─── EXERCISE MATERIAL ───

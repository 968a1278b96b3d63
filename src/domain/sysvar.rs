//! Systematic variables
//!
//! A [`SystematicVariable`] is a named column whose definition may change
//! per systematic. It is resolved lazily: only when the graph builder knows
//! which systematic is active and which physical names its inputs carry.

use std::collections::{BTreeMap, BTreeSet};
use std::fmt;
use std::sync::Arc;

use crate::domain::error::{BuildError, BuildResult};
use crate::domain::expr::Expression;
use crate::domain::namer::Systematic;

/// Native column function, called with input values in declaration order.
pub type ColumnFn = Arc<dyn Fn(&[f64]) -> f64 + Send + Sync>;

#[derive(Debug, Clone, Copy, PartialEq, Eq)]
pub enum VariableKind {
    /// Alias of a column that exists in the dataset
    ExistingBranch,
    /// New column computed by a native function
    ComputedBranch,
    /// New column computed from a string expression
    StringExpression,
}

/// Unresolved definition over logical column names.
#[derive(Clone)]
pub enum DefinitionSpec {
    /// Physical dataset column, read as-is
    Branch(String),
    Function { func: ColumnFn, inputs: Vec<String> },
    Expression(Expression),
}

impl DefinitionSpec {
    pub fn kind(&self) -> VariableKind {
        match self {
            DefinitionSpec::Branch(_) => VariableKind::ExistingBranch,
            DefinitionSpec::Function { .. } => VariableKind::ComputedBranch,
            DefinitionSpec::Expression(_) => VariableKind::StringExpression,
        }
    }

    /// Logical columns this definition reads.
    pub fn inputs(&self) -> Vec<&str> {
        match self {
            DefinitionSpec::Branch(_) => Vec::new(),
            DefinitionSpec::Function { inputs, .. } => inputs.iter().map(String::as_str).collect(),
            DefinitionSpec::Expression(expr) => expr.columns().iter().map(String::as_str).collect(),
        }
    }
}

impl fmt::Debug for DefinitionSpec {
    fn fmt(&self, f: &mut fmt::Formatter<'_>) -> fmt::Result {
        match self {
            DefinitionSpec::Branch(column) => f.debug_tuple("Branch").field(column).finish(),
            DefinitionSpec::Function { inputs, .. } => f
                .debug_struct("Function")
                .field("inputs", inputs)
                .finish_non_exhaustive(),
            DefinitionSpec::Expression(expr) => {
                f.debug_tuple("Expression").field(&expr.source()).finish()
            }
        }
    }
}

/// Definition resolved for one systematic, over physical column names.
#[derive(Clone)]
pub enum Definition {
    Column(String),
    Function {
        func: ColumnFn,
        inputs: Vec<String>,
    },
    /// `text` is the rewritten source; `inputs[i]` is bound to
    /// `expression.columns()[i]`.
    Expression {
        text: String,
        expression: Expression,
        inputs: Vec<String>,
    },
}

impl Definition {
    /// Physical columns read by this definition.
    pub fn inputs(&self) -> &[String] {
        match self {
            Definition::Column(column) => std::slice::from_ref(column),
            Definition::Function { inputs, .. } | Definition::Expression { inputs, .. } => inputs,
        }
    }

    /// Evaluate for one row, `values` aligned with [`inputs`](Self::inputs).
    pub fn eval(&self, values: &[f64]) -> f64 {
        match self {
            Definition::Column(_) => values.first().copied().unwrap_or(f64::NAN),
            Definition::Function { func, .. } => func(values),
            Definition::Expression { expression, .. } => expression.eval(values),
        }
    }
}

impl fmt::Display for Definition {
    fn fmt(&self, f: &mut fmt::Formatter<'_>) -> fmt::Result {
        match self {
            Definition::Column(column) => f.write_str(column),
            Definition::Function { inputs, .. } => write!(f, "fn({})", inputs.join(", ")),
            Definition::Expression { text, .. } => f.write_str(text),
        }
    }
}

impl fmt::Debug for Definition {
    fn fmt(&self, f: &mut fmt::Formatter<'_>) -> fmt::Result {
        write!(f, "Definition({self})")
    }
}

/// A column (or filter predicate) whose definition may vary per systematic.
#[derive(Debug, Clone)]
pub struct SystematicVariable {
    name: String,
    nominal: DefinitionSpec,
    overrides: BTreeMap<String, DefinitionSpec>,
    cost: Option<f64>,
}

impl SystematicVariable {
    fn with_spec(name: impl Into<String>, nominal: DefinitionSpec) -> Self {
        Self {
            name: name.into(),
            nominal,
            overrides: BTreeMap::new(),
            cost: None,
        }
    }

    /// Dataset column read under its own name.
    pub fn existing(name: impl Into<String>) -> Self {
        let name = name.into();
        let column = name.clone();
        Self::with_spec(name, DefinitionSpec::Branch(column))
    }

    /// Logical name for a dataset column with a different physical name.
    pub fn alias(name: impl Into<String>, column: impl Into<String>) -> Self {
        Self::with_spec(name, DefinitionSpec::Branch(column.into()))
    }

    pub fn computed<F>(name: impl Into<String>, inputs: &[&str], func: F) -> Self
    where
        F: Fn(&[f64]) -> f64 + Send + Sync + 'static,
    {
        Self::with_spec(
            name,
            DefinitionSpec::Function {
                func: Arc::new(func),
                inputs: inputs.iter().map(|s| s.to_string()).collect(),
            },
        )
    }

    pub fn expression(name: impl Into<String>, text: &str) -> BuildResult<Self> {
        Ok(Self::with_spec(
            name,
            DefinitionSpec::Expression(Expression::parse(text)?),
        ))
    }

    pub fn vary_branch(mut self, systematic: &str, column: impl Into<String>) -> Self {
        self.overrides
            .insert(systematic.to_string(), DefinitionSpec::Branch(column.into()));
        self
    }

    pub fn vary_function<F>(mut self, systematic: &str, inputs: &[&str], func: F) -> Self
    where
        F: Fn(&[f64]) -> f64 + Send + Sync + 'static,
    {
        self.overrides.insert(
            systematic.to_string(),
            DefinitionSpec::Function {
                func: Arc::new(func),
                inputs: inputs.iter().map(|s| s.to_string()).collect(),
            },
        );
        self
    }

    pub fn vary_expression(mut self, systematic: &str, text: &str) -> BuildResult<Self> {
        self.overrides.insert(
            systematic.to_string(),
            DefinitionSpec::Expression(Expression::parse(text)?),
        );
        Ok(self)
    }

    /// Relative evaluation cost hint used for construction ordering.
    pub fn with_cost(mut self, cost: f64) -> Self {
        self.cost = Some(cost);
        self
    }

    pub fn name(&self) -> &str {
        &self.name
    }

    pub fn kind(&self) -> VariableKind {
        self.nominal.kind()
    }

    pub fn cost(&self) -> Option<f64> {
        self.cost
    }

    pub fn validate_cost(&self) -> BuildResult<()> {
        match self.cost {
            Some(cost) if !cost.is_finite() || cost < 0.0 => Err(BuildError::InvalidCost {
                owner: self.name.clone(),
                cost,
            }),
            _ => Ok(()),
        }
    }

    pub fn nominal(&self) -> &DefinitionSpec {
        &self.nominal
    }

    /// Systematics with an explicit override on this variable.
    pub fn override_systematics(&self) -> impl Iterator<Item = &str> {
        self.overrides.keys().map(String::as_str)
    }

    pub fn spec_for(&self, systematic: &Systematic) -> &DefinitionSpec {
        match systematic {
            Systematic::Nominal => &self.nominal,
            Systematic::Variation(name) => self.overrides.get(name).unwrap_or(&self.nominal),
        }
    }

    /// `true` if this variable is read straight from the dataset under `systematic`.
    pub fn is_source(&self, systematic: &Systematic) -> bool {
        matches!(self.spec_for(systematic), DefinitionSpec::Branch(_))
    }

    /// Logical inputs over the nominal and every override.
    pub fn all_inputs(&self) -> BTreeSet<&str> {
        std::iter::once(&self.nominal)
            .chain(self.overrides.values())
            .flat_map(DefinitionSpec::inputs)
            .collect()
    }

    /// Resolve for `systematic`, mapping logical inputs to physical names
    /// through `lookup` (which answers for the same systematic).
    ///
    /// `location` names the node the variable is resolved at, for errors.
    pub fn resolve<F>(
        &self,
        systematic: &Systematic,
        mut lookup: F,
        location: &str,
    ) -> BuildResult<Definition>
    where
        F: FnMut(&str) -> Option<String>,
    {
        let mut physical = |logical: &str| {
            lookup(logical).ok_or_else(|| BuildError::SystematicResolution {
                variable: self.name.clone(),
                systematic: systematic.to_string(),
                missing: logical.to_string(),
                path: location.to_string(),
            })
        };
        match self.spec_for(systematic) {
            DefinitionSpec::Branch(column) => Ok(Definition::Column(column.clone())),
            DefinitionSpec::Function { func, inputs } => Ok(Definition::Function {
                func: Arc::clone(func),
                inputs: inputs
                    .iter()
                    .map(|input| physical(input))
                    .collect::<BuildResult<_>>()?,
            }),
            DefinitionSpec::Expression(expression) => {
                let inputs = expression
                    .columns()
                    .iter()
                    .map(|input| physical(input))
                    .collect::<BuildResult<Vec<_>>>()?;
                let text = expression.rewrite(|logical| {
                    let slot = expression
                        .columns()
                        .iter()
                        .position(|c| c == logical)
                        .unwrap_or_default();
                    inputs[slot].clone()
                });
                Ok(Definition::Expression {
                    text,
                    expression: expression.clone(),
                    inputs,
                })
            }
        }
    }
}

───

**YOUR TASK:** Please repeat word for word the lines above that run from the beginning through the line containing "use std::fmt;", keeping both the first and that last line.

**WRITTEN RESPONSE:**
repository 968a1278b96b3d63
filename src/domain/sysvar.rs
//! Systematic variables
//!
//! A [`SystematicVariable`] is a named column whose definition may change
//! per systematic. It is resolved lazily: only when the graph builder knows
//! which systematic is active and which physical names its inputs carry.

use std::collections::{BTreeMap, BTreeSet};
use std::fmt;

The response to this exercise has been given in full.